BEGIN

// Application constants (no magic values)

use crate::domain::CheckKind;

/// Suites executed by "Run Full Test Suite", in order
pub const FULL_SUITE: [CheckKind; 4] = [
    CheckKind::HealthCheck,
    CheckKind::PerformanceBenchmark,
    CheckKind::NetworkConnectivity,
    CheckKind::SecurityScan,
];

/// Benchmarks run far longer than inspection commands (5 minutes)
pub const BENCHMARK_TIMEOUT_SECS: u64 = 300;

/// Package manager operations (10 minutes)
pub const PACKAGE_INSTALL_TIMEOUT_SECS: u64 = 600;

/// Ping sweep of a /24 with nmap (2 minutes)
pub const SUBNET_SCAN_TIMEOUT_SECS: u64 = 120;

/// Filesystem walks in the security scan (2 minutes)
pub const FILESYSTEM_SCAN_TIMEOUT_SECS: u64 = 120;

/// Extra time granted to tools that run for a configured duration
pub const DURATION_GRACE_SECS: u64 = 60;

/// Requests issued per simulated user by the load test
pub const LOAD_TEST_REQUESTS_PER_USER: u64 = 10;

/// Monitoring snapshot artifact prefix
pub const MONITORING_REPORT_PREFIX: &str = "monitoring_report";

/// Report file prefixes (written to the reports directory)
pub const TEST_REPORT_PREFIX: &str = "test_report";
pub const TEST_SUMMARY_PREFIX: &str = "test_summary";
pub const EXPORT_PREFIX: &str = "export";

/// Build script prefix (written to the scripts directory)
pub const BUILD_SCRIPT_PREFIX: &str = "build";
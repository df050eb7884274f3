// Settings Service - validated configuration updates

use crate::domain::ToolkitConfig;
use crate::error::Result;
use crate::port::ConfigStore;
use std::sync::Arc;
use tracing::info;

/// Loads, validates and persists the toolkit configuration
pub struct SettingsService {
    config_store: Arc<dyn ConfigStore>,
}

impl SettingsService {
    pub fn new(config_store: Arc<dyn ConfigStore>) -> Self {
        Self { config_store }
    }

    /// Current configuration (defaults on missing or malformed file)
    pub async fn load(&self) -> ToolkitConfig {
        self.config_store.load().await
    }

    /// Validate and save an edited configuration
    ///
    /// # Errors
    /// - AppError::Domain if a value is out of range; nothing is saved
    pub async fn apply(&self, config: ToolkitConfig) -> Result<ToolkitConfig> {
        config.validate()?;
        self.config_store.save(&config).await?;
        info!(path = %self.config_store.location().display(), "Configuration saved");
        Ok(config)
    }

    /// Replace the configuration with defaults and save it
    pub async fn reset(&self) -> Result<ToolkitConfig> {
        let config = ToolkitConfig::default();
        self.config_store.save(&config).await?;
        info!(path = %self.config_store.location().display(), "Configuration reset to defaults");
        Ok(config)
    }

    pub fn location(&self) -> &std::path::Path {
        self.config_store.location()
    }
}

END
BEGIN

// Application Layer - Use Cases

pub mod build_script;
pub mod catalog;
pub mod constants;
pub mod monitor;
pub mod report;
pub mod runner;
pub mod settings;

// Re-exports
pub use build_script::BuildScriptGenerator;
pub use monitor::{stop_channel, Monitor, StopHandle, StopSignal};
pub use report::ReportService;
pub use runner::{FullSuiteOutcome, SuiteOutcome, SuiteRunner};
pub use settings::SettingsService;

END

Each line in the listing above from the one containing "pub mod monitor;" through the one containing "pub use settings::SettingsService;" should be repeated exactly, and no other line.

pub mod monitor;
pub mod report;
pub mod runner;
pub mod settings;

// Re-exports
pub use build_script::BuildScriptGenerator;
pub use monitor::{stop_channel, Monitor, StopHandle, StopSignal};
pub use report::ReportService;
pub use runner::{FullSuiteOutcome, SuiteOutcome, SuiteRunner};
pub use settings::SettingsService;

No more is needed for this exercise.